Nnayer ou yanayur (le jour de l’an)

La célébration du nouvel an est considérée dans le monde scientifique comme rituel cosmogonique, de rénovation du Monde et de renaissance de la Vie. En célébrant le nouvel an, on souhaite annuler l’année écoulée et expulser ou éviter les forces maléfiques, les maladies et les disettes qui s’y sont manifestées.

Nnayer correspond au premier mois de l’année agraire/amazighe et c’est le milieu de l’hiver local. Ce jour correspond au 14 janvier grégorien. Sa veille (le 13) est dite igzinen (petit d’un animal comme le chiot, le lionceau…) ; pendant cette nuit, on fait un couscous de blé aux multiples légumes utšu n yirden au dîner pendant lequel chaque membre de la famille reçoit ou prend une boule de beurre d’où le nom igzinen. Après ce mets, on laisse une boule de couscous dans une louche à l’intérieur d’une marmite : c’est le dîner des esprits ou des fantômes izɣuɣen ou izquqen. Toutes les créatures auront à manger. Il faut qu’une partie du repas reste pour que –présage– la nourriture soit abondante durant toute l’année. Cette fête est fondée sur l’abondance et le renouvellement : on laisse une boule de datte sur aylim (peau qui sert d’établi pour la préparation de la farine), du couscous dans une louche, de la sauce dans la marmite et on remplit tous les ustensiles en notre possession de nourriture pour que l’année soit abondante. Il faut qu’il y ait un reste de nourriture. « Il ne faut pas que Nnayer arrive et trouve les gens dans la faim car ils risqueront d’y rester, dit la sagesse locale. » On nettoie la maison, on nettoie les âtres ou foyers de feu et supprime toutes les cendres qui s’y trouvaient et on se fait beau. On enterre l’année passée pour célébrer la suivante dans la propreté, la satiété, la gaité et l’abondance. On enterre ou anéantit les restes et les ruines de l’année précédente pour que quelque chose de véritablement nouveau puisse commencer. Le jour de nnayer, on organise un berkoukes (couscous de gros grain) avec tous les légumes disponibles, toutes les viandes et tripes disponibles et variées au déjeuner (viandes rouges, viandes blanches, viandes conservées ou non, tripes asséchées ou non etc.). Dans ce repas, on enfouit un noyau de datte ; celui qui le trouve au cours de la prise du repas est considéré comme le plus chanceux de sa famille mais aussi comme celui qui doit la prendre en charge pendant une année. Certaines familles utilisent trois à sept noyaux de dattes ou même une datte entière.

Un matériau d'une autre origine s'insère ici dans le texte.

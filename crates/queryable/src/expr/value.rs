//! Literal values carried by predicate trees.

use chrono::{DateTime, FixedOffset, NaiveDateTime, SecondsFormat, Utc};

/// A constant that can appear on the value side of a comparison.
///
/// The variant decides which literal rule renders it; integer widths are
/// kept apart because the table grammar formats 64-bit integers differently.
#[derive(Debug, Clone, PartialEq)]
pub enum Value {
    /// Absent value. Never renderable.
    Null,
    /// Text.
    String(String),
    /// Boolean.
    Bool(bool),
    /// Date/time with a UTC offset.
    DateTime(DateTime<FixedOffset>),
    /// Date/time without an offset, treated as UTC.
    LocalDateTime(NaiveDateTime),
    /// Unsigned 8-bit integer.
    Byte(u8),
    /// Signed 16-bit integer.
    Short(i16),
    /// Signed 32-bit integer.
    Int(i32),
    /// Signed 64-bit integer.
    Long(i64),
    /// Single-precision float.
    Float(f32),
    /// Double-precision float.
    Double(f64),
    /// Member of an enumeration, by ordinal.
    Enum(EnumValue),
    /// Raw bytes. No literal rule.
    Bytes(Vec<u8>),
    /// Sequence of values, used as a quantifier source. No literal rule.
    List(Vec<Value>),
}

/// An enumeration member identified by its numeric value.
#[derive(Debug, Clone, PartialEq, Eq)]
pub struct EnumValue {
    /// Name of the enumeration type.
    pub type_name: String,
    /// Numeric value of the member.
    pub ordinal: i64,
}

impl Value {
    /// Creates an enum member value.
    pub fn enumeration(type_name: impl Into<String>, ordinal: i64) -> Self {
        Value::Enum(EnumValue {
            type_name: type_name.into(),
            ordinal,
        })
    }

    /// Creates a byte-array value.
    pub fn bytes(bytes: impl Into<Vec<u8>>) -> Self {
        Value::Bytes(bytes.into())
    }

    /// Returns the name of the runtime type, for diagnostics.
    pub fn type_name(&self) -> &'static str {
        match self {
            Value::Null => "null",
            Value::String(_) => "string",
            Value::Bool(_) => "bool",
            Value::DateTime(_) => "datetime",
            Value::LocalDateTime(_) => "local datetime",
            Value::Byte(_) => "byte",
            Value::Short(_) => "short",
            Value::Int(_) => "int",
            Value::Long(_) => "long",
            Value::Float(_) => "float",
            Value::Double(_) => "double",
            Value::Enum(_) => "enum",
            Value::Bytes(_) => "bytes",
            Value::List(_) => "list",
        }
    }

    /// Returns true for [`Value::Null`].
    pub fn is_null(&self) -> bool {
        matches!(self, Value::Null)
    }

    /// Returns the integral value of any integer-like variant, enums included.
    pub fn as_i64(&self) -> Option<i64> {
        match self {
            Value::Byte(v) => Some(i64::from(*v)),
            Value::Short(v) => Some(i64::from(*v)),
            Value::Int(v) => Some(i64::from(*v)),
            Value::Long(v) => Some(*v),
            Value::Enum(e) => Some(e.ordinal),
            _ => None,
        }
    }

    /// Returns the date/time normalized to an offset-carrying value.
    pub fn as_date_time(&self) -> Option<DateTime<FixedOffset>> {
        match self {
            Value::DateTime(d) => Some(*d),
            Value::LocalDateTime(d) => Some(d.and_utc().fixed_offset()),
            _ => None,
        }
    }

    /// Renders the value as unquoted text, the way key columns store it.
    ///
    /// Returns `None` for values with no textual form (null, bytes, lists).
    pub fn to_plain_string(&self) -> Option<String> {
        match self {
            Value::String(s) => Some(s.clone()),
            Value::Bool(b) => Some(b.to_string()),
            Value::DateTime(_) | Value::LocalDateTime(_) => self
                .as_date_time()
                .map(|d| d.to_rfc3339_opts(SecondsFormat::AutoSi, true)),
            Value::Byte(_) | Value::Short(_) | Value::Int(_) | Value::Long(_) | Value::Enum(_) => {
                self.as_i64().map(|i| i.to_string())
            }
            Value::Float(f) => Some(f.to_string()),
            Value::Double(d) => Some(d.to_string()),
            Value::Null | Value::Bytes(_) | Value::List(_) => None,
        }
    }
}

impl From<&str> for Value {
    fn from(s: &str) -> Self {
        Value::String(s.to_string())
    }
}

impl From<String> for Value {
    fn from(s: String) -> Self {
        Value::String(s)
    }
}

impl From<bool> for Value {
    fn from(b: bool) -> Self {
        Value::Bool(b)
    }
}

impl From<u8> for Value {
    fn from(v: u8) -> Self {
        Value::Byte(v)
    }
}

impl From<i16> for Value {
    fn from(v: i16) -> Self {
        Value::Short(v)
    }
}

impl From<i32> for Value {
    fn from(v: i32) -> Self {
        Value::Int(v)
    }
}

impl From<i64> for Value {
    fn from(v: i64) -> Self {
        Value::Long(v)
    }
}

impl From<f32> for Value {
    fn from(v: f32) -> Self {
        Value::Float(v)
    }
}

impl From<f64> for Value {
    fn from(v: f64) -> Self {
        Value::Double(v)
    }
}

impl From<DateTime<FixedOffset>> for Value {
    fn from(d: DateTime<FixedOffset>) -> Self {
        Value::DateTime(d)
    }
}

impl From<DateTime<Utc>> for Value {
    fn from(d: DateTime<Utc>) -> Self {
        Value::DateTime(d.fixed_offset())
    }
}

impl From<NaiveDateTime> for Value {
    fn from(d: NaiveDateTime) -> Self {
        Value::LocalDateTime(d)
    }
}

impl From<EnumValue> for Value {
    fn from(e: EnumValue) -> Self {
        Value::Enum(e)
    }
}

impl<T: Into<Value>> From<Option<T>> for Value {
    fn from(v: Option<T>) -> Self {
        v.map(Into::into).unwrap_or(Value::Null)
    }
}

impl<T: Into<Value>> From<Vec<T>> for Value {
    fn from(items: Vec<T>) -> Self {
        Value::List(items.into_iter().map(Into::into).collect())
    }
}

#[cfg(test)]
mod tests {
    use super::*;
    use chrono::TimeZone;

    #[test]
    fn test_value_conversions() {
        assert_eq!(Value::from("a"), Value::String("a".to_string()));
        assert_eq!(Value::from(5i32), Value::Int(5));
        assert_eq!(Value::from(5i64), Value::Long(5));
        assert_eq!(Value::from(None::<i32>), Value::Null);
        assert_eq!(
            Value::from(vec!["a", "b"]),
            Value::List(vec![Value::from("a"), Value::from("b")])
        );
    }

    #[test]
    fn test_as_i64_widens() {
        assert_eq!(Value::Byte(7).as_i64(), Some(7));
        assert_eq!(Value::Short(-3).as_i64(), Some(-3));
        assert_eq!(Value::enumeration("Status", 2).as_i64(), Some(2));
        assert_eq!(Value::Double(1.0).as_i64(), None);
    }

    #[test]
    fn test_local_date_time_is_utc() {
        let naive = Utc
            .with_ymd_and_hms(2021, 3, 4, 5, 6, 7)
            .unwrap()
            .naive_utc();
        let value = Value::from(naive);
        assert_eq!(
            value.to_plain_string().as_deref(),
            Some("2021-03-04T05:06:07Z")
        );
    }

    #[test]
    fn test_plain_string_rejects_lists() {
        assert_eq!(Value::from(vec![1i32]).to_plain_string(), None);
        assert_eq!(Value::Null.to_plain_string(), None);
        assert_eq!(Value::Int(42).to_plain_string().as_deref(), Some("42"));
    }
}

Au sujet du passage du temps, le moment le plus significatif de l'année est certainement la célébration du nouvel an. Mircea Eliade constate «qu’il existe partout une conception de la fin et du début d'une période temporelle fondée sur l’observation des rythmes bio cosmiques (1)» En tant que période de transition, le passage au nouvel an reprend un modèle cosmogonique, celui du passage du Chaos au Cosmos : la Création. Tout ce qui a eu lieu avant cette nouvelle Création est détruit à l’exemple des péchés qui sont annulés grâce à l’expulsion d’un bouc émissaire.

Source : Benamara Hassane, Une mythologie berbère, L’Harmattan, 2021, pp. 170-172.